Hazan began giving cooking lessons in her apartment and opened her own cooking school, the School of Classic Italian Cooking, in 1969. In the early 1970s, Craig Claiborne, who was then the food editor of the New York Times, asked her to contribute recipes to the paper. She published her first book, The Classic Italian Cook Book, in 1973. In 1980, having been published in a version adapted for a British readership by Anna Del Conte, it won an André Simon Award. A sequel, More Classic Italian Cooking, followed in 1978; the two were collected in one volume, Essentials of Classic Italian Cooking, in 1992. Her 1997 book Marcella Cucina won the James Beard Foundation book award for Best Mediterranean Cookbook and the Julia Child Award for Best International Cookbook the following year. She wrote in Italian, and her books were translated by her husband.

Hazan's cookbooks concentrate on strictly traditional Italian cookery, without American or British influence. To that end, her recipes call for ingredients typical of the Italian home (with some concessions for ones not readily available outside Italy). They are also designed to fit into an Italian menu of two balanced 'principal courses' followed by a salad and dessert. Although Hazan prefers the painstaking approach of both preparing food by hand rather than machine and cooking it on burners atop the stove rather than in the oven, her recipes can yet be simple, one of the most popular of them (by her own report) consisting simply of a chicken roasted with two lemons in its cavity. Her celebrated recipe for Italian tomato sauce is frequently cited by the cooking section of the New York Times.

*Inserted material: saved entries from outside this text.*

#![allow(dead_code)]

use async_trait::async_trait;
use formrelay_server::AppBuilder;
use formrelay_server::api::MgmtState;
use formrelay_server::config::Config;
use formrelay_server::domain::message::OutboundMessage;
use formrelay_server::services::delivery::transport::{MailTransport, TransportError};
use std::collections::VecDeque;
use std::net::SocketAddr;
use std::path::PathBuf;
use std::sync::atomic::{AtomicUsize, Ordering};
use std::sync::{Arc, Mutex};
use std::time::Duration;
use uuid::Uuid;

pub const OPERATIONS_ADDRESS: &str = "ops@kaurtravels.es";

#[derive(Debug, Clone, Copy, PartialEq, Eq)]
pub enum Behaviour {
    Accept,
    Reject,
    Hang,
}

/// Scripted stand-in for an SMTP server. Each send pops the next behaviour
/// from the script and falls back to `default` once it is exhausted.
#[derive(Debug)]
pub struct MockTransport {
    name: String,
    script: Mutex<VecDeque<Behaviour>>,
    default: Behaviour,
    sent: Mutex<Vec<OutboundMessage>>,
    calls: AtomicUsize,
}

impl MockTransport {
    pub fn new(name: &str, default: Behaviour) -> Arc<Self> {
        Self::scripted(name, &[], default)
    }

    pub fn scripted(name: &str, script: &[Behaviour], default: Behaviour) -> Arc<Self> {
        Arc::new(Self {
            name: name.to_string(),
            script: Mutex::new(script.iter().copied().collect()),
            default,
            sent: Mutex::new(Vec::new()),
            calls: AtomicUsize::new(0),
        })
    }

    pub fn calls(&self) -> usize {
        self.calls.load(Ordering::SeqCst)
    }

    /// Messages the transport accepted.
    pub fn sent(&self) -> Vec<OutboundMessage> {
        self.sent.lock().unwrap().clone()
    }
}

#[async_trait]
impl MailTransport for MockTransport {
    fn name(&self) -> &str {
        &self.name
    }

    async fn send(&self, message: &OutboundMessage) -> Result<String, TransportError> {
        let n = self.calls.fetch_add(1, Ordering::SeqCst) + 1;
        let behaviour = self.script.lock().unwrap().pop_front().unwrap_or(self.default);

        match behaviour {
            Behaviour::Accept => {
                self.sent.lock().unwrap().push(message.clone());
                Ok(format!("<{n}@{}.mock>", self.name))
            }
            Behaviour::Reject => Err(TransportError::Connect("connection refused".to_string())),
            Behaviour::Hang => {
                tokio::time::sleep(Duration::from_secs(3600)).await;
                Err(TransportError::Connect("unreachable".to_string()))
            }
        }
    }

    async fn check(&self) -> Result<(), TransportError> {
        match self.default {
            Behaviour::Accept => Ok(()),
            _ => Err(TransportError::Connect("connection refused".to_string())),
        }
    }
}

pub fn get_test_config() -> Config {
    let mut config = Config::default();
    config.server.host = "127.0.0.1".to_string();
    config.server.port = 0;
    config.server.mgmt_port = 0;
    config.rate_limit.per_second = 10_000;
    config.rate_limit.burst = 10_000;
    config.mail.operations_address = OPERATIONS_ADDRESS.to_string();
    config.mail.delivery_timeout_secs = 1;
    config.request_log.dir =
        std::env::temp_dir().join(format!("formrelay-it-{}", Uuid::new_v4())).to_string_lossy().into_owned();
    config.health.transport_timeout_ms = 500;
    config.health.logs_timeout_ms = 500;
    config
}

pub struct TestApp {
    pub client: reqwest::Client,
    pub server_url: String,
    pub mgmt_url: String,
    pub config: Config,
    pub primary: Arc<MockTransport>,
    pub secondary: Option<Arc<MockTransport>>,
}

impl TestApp {
    pub async fn spawn() -> Self {
        Self::spawn_with(get_test_config(), MockTransport::new("primary", Behaviour::Accept), None).await
    }

    pub async fn spawn_with_transports(primary: Arc<MockTransport>, secondary: Option<Arc<MockTransport>>) -> Self {
        Self::spawn_with(get_test_config(), primary, secondary).await
    }

    pub async fn spawn_with(
        config: Config,
        primary: Arc<MockTransport>,
        secondary: Option<Arc<MockTransport>>,
    ) -> Self {
        formrelay_server::telemetry::init_test_telemetry();

        let app = AppBuilder::new(config.clone())
            .with_transports(primary.clone(), secondary.clone().map(|s| s as Arc<dyn MailTransport>))
            .build()
            .expect("Failed to build app");

        let router = formrelay_server::api::app_router(&config, app.services);
        let mgmt = formrelay_server::api::mgmt_router(MgmtState { health_service: app.health_service });

        let listener = tokio::net::TcpListener::bind("127.0.0.1:0").await.unwrap();
        let mgmt_listener = tokio::net::TcpListener::bind("127.0.0.1:0").await.unwrap();
        let server_url = format!("http://{}", listener.local_addr().unwrap());
        let mgmt_url = format!("http://{}", mgmt_listener.local_addr().unwrap());

        tokio::spawn(async move {
            axum::serve(listener, router.into_make_service_with_connect_info::<SocketAddr>()).await.unwrap();
        });
        tokio::spawn(async move {
            axum::serve(mgmt_listener, mgmt.into_make_service_with_connect_info::<SocketAddr>()).await.unwrap();
        });

        Self { client: reqwest::Client::new(), server_url, mgmt_url, config, primary, secondary }
    }

    pub fn url(&self, path: &str) -> String {
        format!("{}/api/forms{path}", self.server_url)
    }

    pub async fn post_json(&self, path: &str, body: &serde_json::Value) -> reqwest::Response {
        self.client.post(self.url(path)).json(body).send().await.unwrap()
    }

    pub fn log_dir(&self) -> PathBuf {
        PathBuf::from(&self.config.request_log.dir)
    }

    /// Contents of `<log_dir>/<stem>.log`, or an empty string if nothing was written.
    pub fn read_log(&self, stem: &str) -> String {
        std::fs::read_to_string(self.log_dir().join(format!("{stem}.log"))).unwrap_or_default()
    }
}

impl Drop for TestApp {
    fn drop(&mut self) {
        let _ = std::fs::remove_dir_all(self.log_dir());
    }
}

Among the techniques Hazan suggests are:

- Choose vegetables that are in season and plan the entire meal around them.
- Soak vegetables in cold water for half an hour before cooking to remove all trace of grit. Cook them until they are tender, but not mushy, so that they have a rich flavour.
- When sautéing onions, put them in a cold pan with oil and heat them gently; this will make them release their flavour gradually and give them a mellower taste than starting them in a hot pan.
- Although some types of pasta, like tagliatelle, are best made fresh at home, others, like spaghetti, should be bought dried. Pasta should be matched carefully to sauce.
- Olive oil isn't always the best choice for frying; in delicately flavoured dishes, a combination of butter and vegetable oil should be used.
- Garlic presses should be avoided at all costs.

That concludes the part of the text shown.